Reliability and business continuity

Scalability and elasticity #

Scalability - the ability of a system to increase resources to accommodate increased demand. This can be done vartically or horizontally, and is not necessarily automated.

Elasticity - the ability if a system to increase and decrease resources allocated (usually horizontally) to match demand, and implies automation.
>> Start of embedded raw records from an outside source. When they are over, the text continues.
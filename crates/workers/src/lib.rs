// SPDX-License-Identifier: BUSL-1.1
// Copyright (c) 2026 Alfred Jean LLC

//! authd-workers: the blocking-passdb worker subprocess pool (spec.md
//! §4.5). Owns the frame protocol, subprocess spawning, and least-loaded
//! dispatch; the passdb trait and registry that decide whether a lookup
//! needs a worker at all live in `authd-engine`.

#![cfg_attr(test, allow(clippy::panic))]
#![cfg_attr(test, allow(clippy::unwrap_used))]
#![cfg_attr(test, allow(clippy::expect_used))]

mod error;
mod frame;
mod handle;
mod pool;
mod serve;
mod spawn;

pub use error::WorkerError;
pub use frame::{WorkerOp, WorkerReply, WorkerRequest, WorkerResult};
pub use handle::WorkerHandle;
pub use pool::WorkerPool;
pub use serve::serve;
pub use spawn::{spawn_worker, WORKER_SERVER_FD};
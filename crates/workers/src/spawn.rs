// SPDX-License-Identifier: BUSL-1.1
// Copyright (c) 2026 Alfred Jean LLC

//! Worker subprocess creation, recovered from `original_source/src/auth/
//! main.c`'s `worker` global and `WORKER_SERVER_FD` convention: a
//! `socketpair(2)` is created, the current binary is re-exec'd with `-w`,
//! and the inherited half of the pair is `dup2`'d onto the fixed
//! `WORKER_SERVER_FD` the worker-mode entry point expects to find open.
//!
//! The `dup2` happens in a `pre_exec` hook, which runs after `fork()` but
//! before `exec()` in the child — only async-signal-safe calls are valid
//! there, which is the one place in this workspace unsafe code is allowed.

#![allow(unsafe_code)]

use std::os::fd::{AsRawFd, FromRawFd, IntoRawFd, OwnedFd};
use std::os::unix::process::CommandExt as _;

use nix::sys::socket::{socketpair, AddressFamily, SockFlag, SockType};
use tokio::net::UnixStream;
use tokio::process::Child;

use crate::error::WorkerError;

/// File descriptor number the worker-mode entry point dup2's its end of the
/// socketpair onto before exec, matching `main.c`'s `WORKER_SERVER_FD`.
pub const WORKER_SERVER_FD: i32 = 3;

/// Spawns one worker subprocess: the given binary re-exec'd with `-w` and a
/// connected `UnixStream` back to it.
///
/// `exe` is normally `std::env::current_exe()`; `extra_args` are appended
/// after `-w` (e.g. `--passdb-config <path>`).
pub async fn spawn_worker(
    exe: &std::path::Path,
    extra_args: &[String],
) -> Result<(UnixStream, Child), WorkerError> {
    let (parent_fd, child_fd) = socketpair(
        AddressFamily::Unix,
        SockType::Stream,
        None,
        SockFlag::empty(),
    )
    .map_err(|e| WorkerError::SpawnFailed(std::io::Error::from(e)))?;

    let parent_fd: OwnedFd = parent_fd;
    let child_fd: OwnedFd = child_fd;
    let child_raw = child_fd.as_raw_fd();

    let mut cmd = tokio::process::Command::new(exe);
    cmd.arg("-w").args(extra_args);
    cmd.stdin(std::process::Stdio::null());
    cmd.stdout(std::process::Stdio::null());
    cmd.kill_on_drop(true);

    // SAFETY: the closure runs in the forked child between fork() and
    // exec(), with only this process's memory and no other threads; dup2
    // and close are both async-signal-safe.
    unsafe {
        cmd.pre_exec(move || {
            nix::unistd::dup2(child_raw, WORKER_SERVER_FD).map_err(std::io::Error::from)?;
            if child_raw != WORKER_SERVER_FD {
                let _ = nix::unistd::close(child_raw);
            }
            Ok(())
        });
    }

    let child = cmd.spawn().map_err(WorkerError::SpawnFailed)?;

    // The parent doesn't need its copy of the child's half; drop it after
    // spawning so a crashed worker's read end reliably sees EOF.
    drop(child_fd);

    let parent_raw = parent_fd.into_raw_fd();
    // SAFETY: parent_raw was just produced by socketpair(2) and has not
    // been given to anyone else; UnixStream takes ownership of it.
    let std_stream = unsafe { std::os::unix::net::UnixStream::from_raw_fd(parent_raw) };
    std_stream.set_nonblocking(true).map_err(WorkerError::SpawnFailed)?;
    let stream = UnixStream::from_std(std_stream).map_err(WorkerError::SpawnFailed)?;

    Ok((stream, child))
}
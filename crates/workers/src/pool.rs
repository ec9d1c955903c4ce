// SPDX-License-Identifier: BUSL-1.1
// Copyright (c) 2026 Alfred Jean LLC

//! The daemon-side worker pool: least-loaded dispatch across a fixed set of
//! worker subprocesses, a bounded FIFO overflow queue, and exponential
//! backoff (capped at 1/s) when replacing a crashed worker.

use std::path::PathBuf;
use std::sync::Arc;
use std::time::Duration;

use authd_core::Clock;
use parking_lot::Mutex;
use tokio::sync::Semaphore;

use crate::error::WorkerError;
use crate::frame::{WorkerOp, WorkerReply};
use crate::handle::WorkerHandle;
use crate::spawn::spawn_worker;

/// Backoff ceiling for worker respawn after a crash (spec.md §4.5).
const MAX_RESPAWN_BACKOFF: Duration = Duration::from_secs(1);

struct PoolState {
    handles: Vec<WorkerHandle>,
    respawn_backoff: Duration,
}

/// Owns a fixed-size set of worker subprocesses and dispatches requests to
/// the least-loaded one, queuing overflow up to `max_queue` pending slots.
pub struct WorkerPool<C: Clock> {
    exe: PathBuf,
    extra_args: Vec<String>,
    target_count: usize,
    max_queue: usize,
    queue_permits: Arc<Semaphore>,
    state: Mutex<PoolState>,
    clock: C,
}

impl<C: Clock> WorkerPool<C> {
    /// Spawns `target_count` workers up front. Fails only if the very first
    /// spawn fails; later crashes are handled by `respawn_one`.
    pub async fn spawn(
        exe: PathBuf,
        extra_args: Vec<String>,
        target_count: usize,
        max_queue: usize,
        clock: C,
    ) -> Result<WorkerPool<C>, WorkerError> {
        let mut handles = Vec::with_capacity(target_count);
        for _ in 0..target_count {
            handles.push(spawn_one(&exe, &extra_args).await?);
        }
        Ok(WorkerPool {
            exe,
            extra_args,
            target_count,
            max_queue,
            queue_permits: Arc::new(Semaphore::new(max_queue)),
            state: Mutex::new(PoolState { handles, respawn_backoff: Duration::from_millis(10) }),
            clock,
        })
    }

    /// Dispatches one request to the least-loaded live worker. If every
    /// worker is saturated and the overflow queue is full, returns
    /// `WorkerError::QueueFull` and the caller should reply `TEMPFAIL`
    /// immediately (spec.md §4.5).
    pub async fn dispatch(&self, op: WorkerOp, fields: Vec<String>) -> Result<WorkerReply, WorkerError> {
        let permit = self
            .queue_permits
            .clone()
            .try_acquire_owned()
            .map_err(|_| WorkerError::QueueFull)?;

        let handle = self.least_loaded().ok_or(WorkerError::WorkerGone)?;
        let result = handle.dispatch(op, fields).await;
        drop(permit);

        match result {
            Ok(reply) => Ok(reply),
            Err(WorkerError::WorkerGone) => {
                self.respawn(handle.pid()).await;
                Ok(WorkerReply::tempfail(authd_core::WorkerTag(0)))
            }
            Err(e) => Err(e),
        }
    }

    fn least_loaded(&self) -> Option<WorkerHandle> {
        let state = self.state.lock();
        state.handles.iter().min_by_key(|h| h.active_count()).cloned()
    }

    /// Replaces a crashed worker, backing off exponentially (capped at 1s)
    /// between consecutive respawn attempts.
    async fn respawn(&self, dead_pid: i32) {
        let backoff = {
            let mut state = self.state.lock();
            state.handles.retain(|h| h.pid() != dead_pid);
            state.respawn_backoff = (state.respawn_backoff * 2).min(MAX_RESPAWN_BACKOFF);
            state.respawn_backoff
        };

        tracing::warn!(pid = dead_pid, backoff_ms = backoff.as_millis() as u64, "respawning worker");
        tokio::time::sleep(backoff).await;

        match spawn_one(&self.exe, &self.extra_args).await {
            Ok(handle) => {
                let new_pid = handle.pid();
                let mut state = self.state.lock();
                state.handles.push(handle);
                state.respawn_backoff = Duration::from_millis(10);
                tracing::info!(pid = new_pid, "worker respawned");
            }
            Err(e) => {
                tracing::error!(error = %e, "failed to respawn worker");
            }
        }
    }

    pub fn worker_count(&self) -> usize {
        self.state.lock().handles.len()
    }

    pub fn target_count(&self) -> usize {
        self.target_count
    }

    /// Exposed so callers building request-scoped deadlines (spec.md §4.4)
    /// share the same clock as the pool, rather than reading the system
    /// clock directly — this is what makes deadline tests controllable via
    /// `FakeClock`.
    pub fn now(&self) -> std::time::Instant {
        self.clock.now()
    }
}

async fn spawn_one(exe: &std::path::Path, extra_args: &[String]) -> Result<WorkerHandle, WorkerError> {
    let (stream, child) = spawn_worker(exe, extra_args).await?;
    let pid = child.id().unwrap_or(0) as i32;
    // The child handle itself is not polled further; a dedicated reaper
    // task collects its exit status so it never becomes a zombie.
    tokio::spawn(reap(child, pid));
    Ok(WorkerHandle::new(stream, pid))
}

async fn reap(mut child: tokio::process::Child, pid: i32) {
    match child.wait().await {
        Ok(status) => tracing::warn!(pid, %status, "worker process exited"),
        Err(e) => tracing::error!(pid, error = %e, "failed to wait on worker process"),
    }
}

#[cfg(test)]
mod tests {
    use super::*;
    use authd_core::FakeClock;

    #[test]
    fn backoff_doubles_and_caps_at_one_second() {
        let mut backoff = Duration::from_millis(10);
        for _ in 0..20 {
            backoff = (backoff * 2).min(MAX_RESPAWN_BACKOFF);
        }
        assert_eq!(backoff, MAX_RESPAWN_BACKOFF);
    }

    #[test]
    fn fake_clock_is_usable_in_pool_state() {
        let clock = FakeClock::new();
        let before = clock.now();
        clock.advance(Duration::from_secs(1));
        assert!(clock.now() > before);
    }
}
AWS autoscaling resources:

Auto Scaling groups
spot fleet
ECS
DynamoDB
Aurora Read Replicas

Scaling strategies:

availability
balanced
cost

Launch template:

operational excellence:
- versioning for rollback, re-use or even default templates
- use for regular EC2 launch tasks
cost optimization:
- utilize T* unlimited instances, dedicated hosts
- on-demand and spot at the same time
reliability, performance efficiency:
- multiple instance types

Autoscaling operations:

autoscaling policies
monitoring ASG limits
deploy launch templates
lifecycle hooks
cooldown periods
warm pool configuration

Autoscaling scenarios:

stateless web apps
unpredictable traffic
steady-state groups
message consumer apps

Autoscaling anti-scenarios:

monolithic applications (singleton instance)
applications with fixed IP address
applications with many manual deploy steps
applications with short, large, random traffic spikes

Caching solutions #

CloudFront #

CloudFront basics:

global scope
namaged CDN
SSL termination
cache reads and writes

CloudFront operations:

HTTP redirect to HTTPS
edge location selection
ACM (Amazon certification manager) cert integration
IAM cert integration
multiple origins

ElasticCashe #

Elasticcache can help absorb traffic spikes, reduce latence, especially for same-AZ traffic.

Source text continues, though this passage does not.